[Saved entries]

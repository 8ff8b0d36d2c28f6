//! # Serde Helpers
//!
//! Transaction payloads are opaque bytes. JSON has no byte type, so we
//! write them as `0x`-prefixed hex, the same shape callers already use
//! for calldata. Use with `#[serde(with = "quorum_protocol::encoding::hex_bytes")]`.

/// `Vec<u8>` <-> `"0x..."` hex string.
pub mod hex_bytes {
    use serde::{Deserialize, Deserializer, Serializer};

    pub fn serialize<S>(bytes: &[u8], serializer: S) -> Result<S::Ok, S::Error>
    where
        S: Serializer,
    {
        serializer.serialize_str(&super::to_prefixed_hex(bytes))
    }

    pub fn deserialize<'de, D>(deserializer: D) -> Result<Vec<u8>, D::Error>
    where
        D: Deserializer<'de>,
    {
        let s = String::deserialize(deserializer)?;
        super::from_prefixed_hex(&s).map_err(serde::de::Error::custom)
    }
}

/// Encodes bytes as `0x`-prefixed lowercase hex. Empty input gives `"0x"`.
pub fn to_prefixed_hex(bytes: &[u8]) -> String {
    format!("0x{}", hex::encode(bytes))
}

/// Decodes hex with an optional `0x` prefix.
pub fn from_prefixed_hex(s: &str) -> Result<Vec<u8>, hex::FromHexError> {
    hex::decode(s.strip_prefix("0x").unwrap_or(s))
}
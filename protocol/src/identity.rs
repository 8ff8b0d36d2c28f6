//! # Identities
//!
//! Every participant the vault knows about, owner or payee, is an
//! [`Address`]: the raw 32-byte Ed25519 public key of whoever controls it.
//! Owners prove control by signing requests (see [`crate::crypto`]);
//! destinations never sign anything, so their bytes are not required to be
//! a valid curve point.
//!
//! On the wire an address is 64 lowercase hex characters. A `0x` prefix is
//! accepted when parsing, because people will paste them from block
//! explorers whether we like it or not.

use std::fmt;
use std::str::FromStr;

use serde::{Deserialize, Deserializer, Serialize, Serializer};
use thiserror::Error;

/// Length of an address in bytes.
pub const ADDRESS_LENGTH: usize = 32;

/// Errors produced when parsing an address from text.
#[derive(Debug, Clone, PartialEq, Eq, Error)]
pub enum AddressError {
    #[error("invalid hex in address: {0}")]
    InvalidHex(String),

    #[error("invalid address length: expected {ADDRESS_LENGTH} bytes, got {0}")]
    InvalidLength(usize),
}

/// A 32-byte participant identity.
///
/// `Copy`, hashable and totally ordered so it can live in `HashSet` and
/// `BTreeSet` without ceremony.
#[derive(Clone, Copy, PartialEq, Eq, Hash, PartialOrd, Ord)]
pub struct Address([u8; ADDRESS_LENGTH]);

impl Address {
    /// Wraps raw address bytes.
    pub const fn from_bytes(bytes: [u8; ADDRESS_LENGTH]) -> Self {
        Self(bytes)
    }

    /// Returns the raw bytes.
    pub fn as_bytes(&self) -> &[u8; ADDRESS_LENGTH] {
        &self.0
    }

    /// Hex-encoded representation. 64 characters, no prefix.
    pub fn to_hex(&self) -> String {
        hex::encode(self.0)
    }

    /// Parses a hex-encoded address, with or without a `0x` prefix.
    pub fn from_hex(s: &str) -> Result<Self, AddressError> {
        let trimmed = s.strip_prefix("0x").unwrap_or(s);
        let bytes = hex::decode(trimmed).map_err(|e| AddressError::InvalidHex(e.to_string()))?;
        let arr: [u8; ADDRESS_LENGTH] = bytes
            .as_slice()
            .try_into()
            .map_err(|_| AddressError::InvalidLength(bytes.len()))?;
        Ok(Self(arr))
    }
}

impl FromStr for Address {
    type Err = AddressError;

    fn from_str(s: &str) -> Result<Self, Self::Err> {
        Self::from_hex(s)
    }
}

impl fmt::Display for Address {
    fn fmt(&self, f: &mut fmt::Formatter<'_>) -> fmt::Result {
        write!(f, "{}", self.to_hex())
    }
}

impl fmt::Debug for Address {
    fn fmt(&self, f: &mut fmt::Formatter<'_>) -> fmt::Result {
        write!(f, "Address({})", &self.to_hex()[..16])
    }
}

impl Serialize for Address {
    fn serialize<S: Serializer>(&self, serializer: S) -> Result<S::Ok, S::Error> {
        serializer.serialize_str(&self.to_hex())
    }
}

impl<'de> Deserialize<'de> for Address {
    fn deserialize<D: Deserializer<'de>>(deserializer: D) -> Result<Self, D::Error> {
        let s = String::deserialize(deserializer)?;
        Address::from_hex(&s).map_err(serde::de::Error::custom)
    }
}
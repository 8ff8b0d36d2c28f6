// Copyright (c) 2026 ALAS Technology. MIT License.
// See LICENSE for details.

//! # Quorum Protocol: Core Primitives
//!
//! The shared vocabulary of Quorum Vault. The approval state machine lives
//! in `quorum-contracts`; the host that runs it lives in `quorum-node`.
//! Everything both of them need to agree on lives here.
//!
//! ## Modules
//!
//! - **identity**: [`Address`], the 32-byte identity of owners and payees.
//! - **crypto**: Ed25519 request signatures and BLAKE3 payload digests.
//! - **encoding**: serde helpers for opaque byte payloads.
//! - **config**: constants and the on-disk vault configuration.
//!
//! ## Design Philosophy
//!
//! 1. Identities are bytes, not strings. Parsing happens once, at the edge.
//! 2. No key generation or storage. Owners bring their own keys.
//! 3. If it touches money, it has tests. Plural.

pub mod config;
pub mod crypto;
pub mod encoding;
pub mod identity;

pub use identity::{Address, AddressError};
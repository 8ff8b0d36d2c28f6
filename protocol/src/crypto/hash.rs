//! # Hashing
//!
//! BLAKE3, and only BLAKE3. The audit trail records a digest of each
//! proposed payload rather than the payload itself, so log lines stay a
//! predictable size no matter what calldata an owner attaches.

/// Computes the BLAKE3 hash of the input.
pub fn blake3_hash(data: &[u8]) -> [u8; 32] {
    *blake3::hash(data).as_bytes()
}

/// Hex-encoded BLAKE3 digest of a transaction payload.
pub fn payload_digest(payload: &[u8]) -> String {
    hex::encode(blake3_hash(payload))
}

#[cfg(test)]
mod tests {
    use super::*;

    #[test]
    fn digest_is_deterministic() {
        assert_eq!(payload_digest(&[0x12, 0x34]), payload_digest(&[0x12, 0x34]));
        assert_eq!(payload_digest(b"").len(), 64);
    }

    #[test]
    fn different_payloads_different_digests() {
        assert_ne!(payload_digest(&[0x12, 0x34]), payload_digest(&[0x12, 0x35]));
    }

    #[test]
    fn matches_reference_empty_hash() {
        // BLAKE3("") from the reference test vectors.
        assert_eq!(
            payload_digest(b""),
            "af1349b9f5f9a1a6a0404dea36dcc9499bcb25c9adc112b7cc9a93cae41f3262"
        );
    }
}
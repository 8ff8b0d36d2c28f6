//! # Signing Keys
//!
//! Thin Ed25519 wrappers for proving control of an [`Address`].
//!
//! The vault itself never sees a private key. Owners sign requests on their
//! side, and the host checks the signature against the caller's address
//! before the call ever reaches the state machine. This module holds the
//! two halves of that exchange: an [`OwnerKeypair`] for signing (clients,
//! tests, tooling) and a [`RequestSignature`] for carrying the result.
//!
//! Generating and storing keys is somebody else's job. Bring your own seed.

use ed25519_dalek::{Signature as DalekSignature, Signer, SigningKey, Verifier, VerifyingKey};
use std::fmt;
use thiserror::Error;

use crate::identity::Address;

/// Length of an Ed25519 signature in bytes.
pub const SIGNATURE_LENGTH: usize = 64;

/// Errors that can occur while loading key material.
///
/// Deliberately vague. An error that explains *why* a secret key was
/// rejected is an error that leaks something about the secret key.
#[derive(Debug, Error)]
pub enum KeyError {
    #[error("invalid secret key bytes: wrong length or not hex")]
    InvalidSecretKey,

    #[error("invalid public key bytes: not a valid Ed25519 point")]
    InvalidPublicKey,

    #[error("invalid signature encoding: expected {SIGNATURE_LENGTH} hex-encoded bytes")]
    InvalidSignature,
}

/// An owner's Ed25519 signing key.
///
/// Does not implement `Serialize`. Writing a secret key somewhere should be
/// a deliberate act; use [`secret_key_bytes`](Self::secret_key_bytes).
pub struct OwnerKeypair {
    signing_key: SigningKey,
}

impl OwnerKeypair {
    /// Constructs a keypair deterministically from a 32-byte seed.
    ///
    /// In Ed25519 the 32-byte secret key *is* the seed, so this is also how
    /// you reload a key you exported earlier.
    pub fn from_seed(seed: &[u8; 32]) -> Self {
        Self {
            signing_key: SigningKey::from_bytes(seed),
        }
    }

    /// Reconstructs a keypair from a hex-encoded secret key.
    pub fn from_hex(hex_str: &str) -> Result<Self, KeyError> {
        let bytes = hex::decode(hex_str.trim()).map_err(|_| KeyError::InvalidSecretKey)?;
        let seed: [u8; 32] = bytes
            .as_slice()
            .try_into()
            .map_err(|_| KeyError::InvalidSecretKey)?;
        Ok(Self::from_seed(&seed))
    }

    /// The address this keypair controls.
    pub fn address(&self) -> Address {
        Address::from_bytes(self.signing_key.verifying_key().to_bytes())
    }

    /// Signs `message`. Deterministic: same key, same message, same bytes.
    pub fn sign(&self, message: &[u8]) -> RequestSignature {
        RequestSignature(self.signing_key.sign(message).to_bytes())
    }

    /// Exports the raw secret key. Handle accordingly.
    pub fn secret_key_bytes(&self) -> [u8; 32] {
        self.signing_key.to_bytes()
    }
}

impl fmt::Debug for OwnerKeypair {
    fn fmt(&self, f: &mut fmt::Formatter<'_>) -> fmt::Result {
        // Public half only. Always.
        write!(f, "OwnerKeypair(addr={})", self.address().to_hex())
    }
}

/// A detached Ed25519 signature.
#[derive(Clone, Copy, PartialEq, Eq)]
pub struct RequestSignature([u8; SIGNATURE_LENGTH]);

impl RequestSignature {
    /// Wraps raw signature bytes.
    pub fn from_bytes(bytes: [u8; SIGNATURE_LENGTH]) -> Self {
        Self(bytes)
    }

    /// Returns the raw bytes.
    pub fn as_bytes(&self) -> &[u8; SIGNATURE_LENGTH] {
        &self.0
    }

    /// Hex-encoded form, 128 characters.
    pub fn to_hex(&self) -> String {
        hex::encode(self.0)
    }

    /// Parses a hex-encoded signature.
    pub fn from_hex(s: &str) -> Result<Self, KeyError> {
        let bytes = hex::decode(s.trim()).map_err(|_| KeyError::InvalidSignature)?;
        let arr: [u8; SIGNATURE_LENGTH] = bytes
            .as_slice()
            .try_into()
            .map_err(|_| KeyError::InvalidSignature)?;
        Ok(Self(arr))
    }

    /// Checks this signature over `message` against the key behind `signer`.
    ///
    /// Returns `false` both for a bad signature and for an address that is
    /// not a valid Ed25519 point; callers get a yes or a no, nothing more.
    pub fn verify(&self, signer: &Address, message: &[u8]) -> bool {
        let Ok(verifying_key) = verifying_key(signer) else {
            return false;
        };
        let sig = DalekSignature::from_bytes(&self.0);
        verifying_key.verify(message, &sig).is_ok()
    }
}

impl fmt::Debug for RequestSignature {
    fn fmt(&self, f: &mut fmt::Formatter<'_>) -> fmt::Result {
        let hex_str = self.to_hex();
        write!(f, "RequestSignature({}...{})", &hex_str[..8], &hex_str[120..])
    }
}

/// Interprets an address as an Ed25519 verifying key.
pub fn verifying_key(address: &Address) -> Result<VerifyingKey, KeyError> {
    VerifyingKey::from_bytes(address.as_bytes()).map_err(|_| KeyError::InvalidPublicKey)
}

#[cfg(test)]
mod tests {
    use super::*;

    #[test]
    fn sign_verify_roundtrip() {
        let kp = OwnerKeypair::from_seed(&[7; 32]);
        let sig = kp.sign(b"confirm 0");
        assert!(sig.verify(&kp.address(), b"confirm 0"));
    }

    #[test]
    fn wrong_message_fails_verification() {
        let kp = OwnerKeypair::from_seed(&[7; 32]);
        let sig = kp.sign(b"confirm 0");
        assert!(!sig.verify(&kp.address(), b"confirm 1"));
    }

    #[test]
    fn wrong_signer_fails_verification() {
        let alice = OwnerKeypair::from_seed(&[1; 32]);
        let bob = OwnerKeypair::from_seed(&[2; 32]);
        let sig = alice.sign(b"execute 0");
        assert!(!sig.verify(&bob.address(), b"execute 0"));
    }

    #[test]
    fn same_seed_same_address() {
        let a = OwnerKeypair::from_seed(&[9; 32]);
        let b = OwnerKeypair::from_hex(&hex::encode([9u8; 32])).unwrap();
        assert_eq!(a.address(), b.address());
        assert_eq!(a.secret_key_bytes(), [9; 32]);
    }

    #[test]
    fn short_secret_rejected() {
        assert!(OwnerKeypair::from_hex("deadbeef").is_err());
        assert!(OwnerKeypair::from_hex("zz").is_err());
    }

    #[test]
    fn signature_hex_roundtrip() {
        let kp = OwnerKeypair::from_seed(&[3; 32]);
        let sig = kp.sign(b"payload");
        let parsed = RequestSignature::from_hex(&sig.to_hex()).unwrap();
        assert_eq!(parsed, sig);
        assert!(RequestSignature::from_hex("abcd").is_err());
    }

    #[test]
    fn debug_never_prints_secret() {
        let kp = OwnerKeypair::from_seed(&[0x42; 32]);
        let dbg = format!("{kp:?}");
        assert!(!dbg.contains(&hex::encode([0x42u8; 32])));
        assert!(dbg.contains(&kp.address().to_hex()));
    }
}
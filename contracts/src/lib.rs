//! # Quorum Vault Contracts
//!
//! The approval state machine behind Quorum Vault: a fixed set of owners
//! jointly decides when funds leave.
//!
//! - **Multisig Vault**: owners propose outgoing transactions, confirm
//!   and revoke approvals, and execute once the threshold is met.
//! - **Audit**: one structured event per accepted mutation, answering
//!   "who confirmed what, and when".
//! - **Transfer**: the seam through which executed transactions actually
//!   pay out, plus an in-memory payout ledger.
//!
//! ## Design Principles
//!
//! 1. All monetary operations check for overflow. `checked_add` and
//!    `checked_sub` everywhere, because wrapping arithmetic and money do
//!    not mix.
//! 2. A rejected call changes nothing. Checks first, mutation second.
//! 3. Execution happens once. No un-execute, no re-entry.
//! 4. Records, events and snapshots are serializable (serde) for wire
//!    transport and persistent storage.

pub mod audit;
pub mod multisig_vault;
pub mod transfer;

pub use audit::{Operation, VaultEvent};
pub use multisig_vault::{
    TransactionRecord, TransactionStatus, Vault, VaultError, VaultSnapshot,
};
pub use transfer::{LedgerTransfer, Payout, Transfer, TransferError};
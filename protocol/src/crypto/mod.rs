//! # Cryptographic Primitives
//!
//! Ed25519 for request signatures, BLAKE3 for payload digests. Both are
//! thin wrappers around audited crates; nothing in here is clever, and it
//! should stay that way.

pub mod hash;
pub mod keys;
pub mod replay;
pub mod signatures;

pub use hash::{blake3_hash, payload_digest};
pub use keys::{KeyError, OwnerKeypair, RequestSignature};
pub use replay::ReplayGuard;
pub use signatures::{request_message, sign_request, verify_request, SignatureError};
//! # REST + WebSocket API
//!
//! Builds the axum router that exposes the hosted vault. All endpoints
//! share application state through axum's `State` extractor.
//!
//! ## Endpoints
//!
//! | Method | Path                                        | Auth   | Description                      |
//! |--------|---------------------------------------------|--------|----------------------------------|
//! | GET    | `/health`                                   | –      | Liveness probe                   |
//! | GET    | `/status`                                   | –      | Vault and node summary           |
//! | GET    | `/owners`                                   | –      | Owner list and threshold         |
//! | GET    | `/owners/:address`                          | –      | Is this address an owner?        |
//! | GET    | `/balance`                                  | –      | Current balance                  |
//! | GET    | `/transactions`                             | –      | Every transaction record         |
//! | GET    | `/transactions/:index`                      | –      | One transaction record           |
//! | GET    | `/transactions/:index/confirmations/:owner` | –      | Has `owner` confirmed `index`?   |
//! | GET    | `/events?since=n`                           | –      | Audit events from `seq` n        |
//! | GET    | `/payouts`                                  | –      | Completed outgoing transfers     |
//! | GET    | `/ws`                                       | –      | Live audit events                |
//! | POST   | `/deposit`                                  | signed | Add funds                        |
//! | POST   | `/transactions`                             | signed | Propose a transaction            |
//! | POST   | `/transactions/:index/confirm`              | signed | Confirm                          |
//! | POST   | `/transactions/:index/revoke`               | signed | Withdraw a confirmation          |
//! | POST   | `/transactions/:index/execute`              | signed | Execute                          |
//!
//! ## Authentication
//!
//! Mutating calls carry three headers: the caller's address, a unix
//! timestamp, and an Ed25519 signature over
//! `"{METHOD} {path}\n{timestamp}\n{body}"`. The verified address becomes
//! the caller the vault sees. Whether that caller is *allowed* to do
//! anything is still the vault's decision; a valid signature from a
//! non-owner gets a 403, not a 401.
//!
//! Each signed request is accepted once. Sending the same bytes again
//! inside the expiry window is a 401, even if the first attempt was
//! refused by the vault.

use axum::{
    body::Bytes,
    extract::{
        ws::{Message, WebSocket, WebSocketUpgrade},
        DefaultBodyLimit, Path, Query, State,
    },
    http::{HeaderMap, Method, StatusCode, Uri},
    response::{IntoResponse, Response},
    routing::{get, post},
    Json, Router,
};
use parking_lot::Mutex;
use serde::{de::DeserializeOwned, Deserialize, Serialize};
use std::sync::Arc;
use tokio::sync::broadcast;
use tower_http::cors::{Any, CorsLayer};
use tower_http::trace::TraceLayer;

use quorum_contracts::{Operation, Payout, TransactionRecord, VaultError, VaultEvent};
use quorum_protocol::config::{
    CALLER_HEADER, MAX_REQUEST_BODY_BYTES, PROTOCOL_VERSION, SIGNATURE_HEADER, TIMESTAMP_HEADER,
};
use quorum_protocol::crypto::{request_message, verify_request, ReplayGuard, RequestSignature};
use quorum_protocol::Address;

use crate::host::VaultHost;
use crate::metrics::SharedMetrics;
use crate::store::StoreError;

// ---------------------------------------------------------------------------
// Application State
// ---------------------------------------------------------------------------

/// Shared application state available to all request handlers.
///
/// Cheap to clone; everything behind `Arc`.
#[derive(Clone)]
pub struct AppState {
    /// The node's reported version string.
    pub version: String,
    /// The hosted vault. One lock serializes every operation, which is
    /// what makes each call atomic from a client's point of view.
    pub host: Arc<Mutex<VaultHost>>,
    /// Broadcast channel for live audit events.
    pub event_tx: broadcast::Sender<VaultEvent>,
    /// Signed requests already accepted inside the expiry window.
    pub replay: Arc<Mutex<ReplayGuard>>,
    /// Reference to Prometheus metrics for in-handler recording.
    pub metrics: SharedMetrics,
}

_Task requirements_. Pull every line with the string "lowercase" from the data above.

_Solution to this exercise_.
/// Encodes bytes as `0x`-prefixed lowercase hex. Empty input gives `"0x"`.
//! On the wire an address is 64 lowercase hex characters. A `0x` prefix is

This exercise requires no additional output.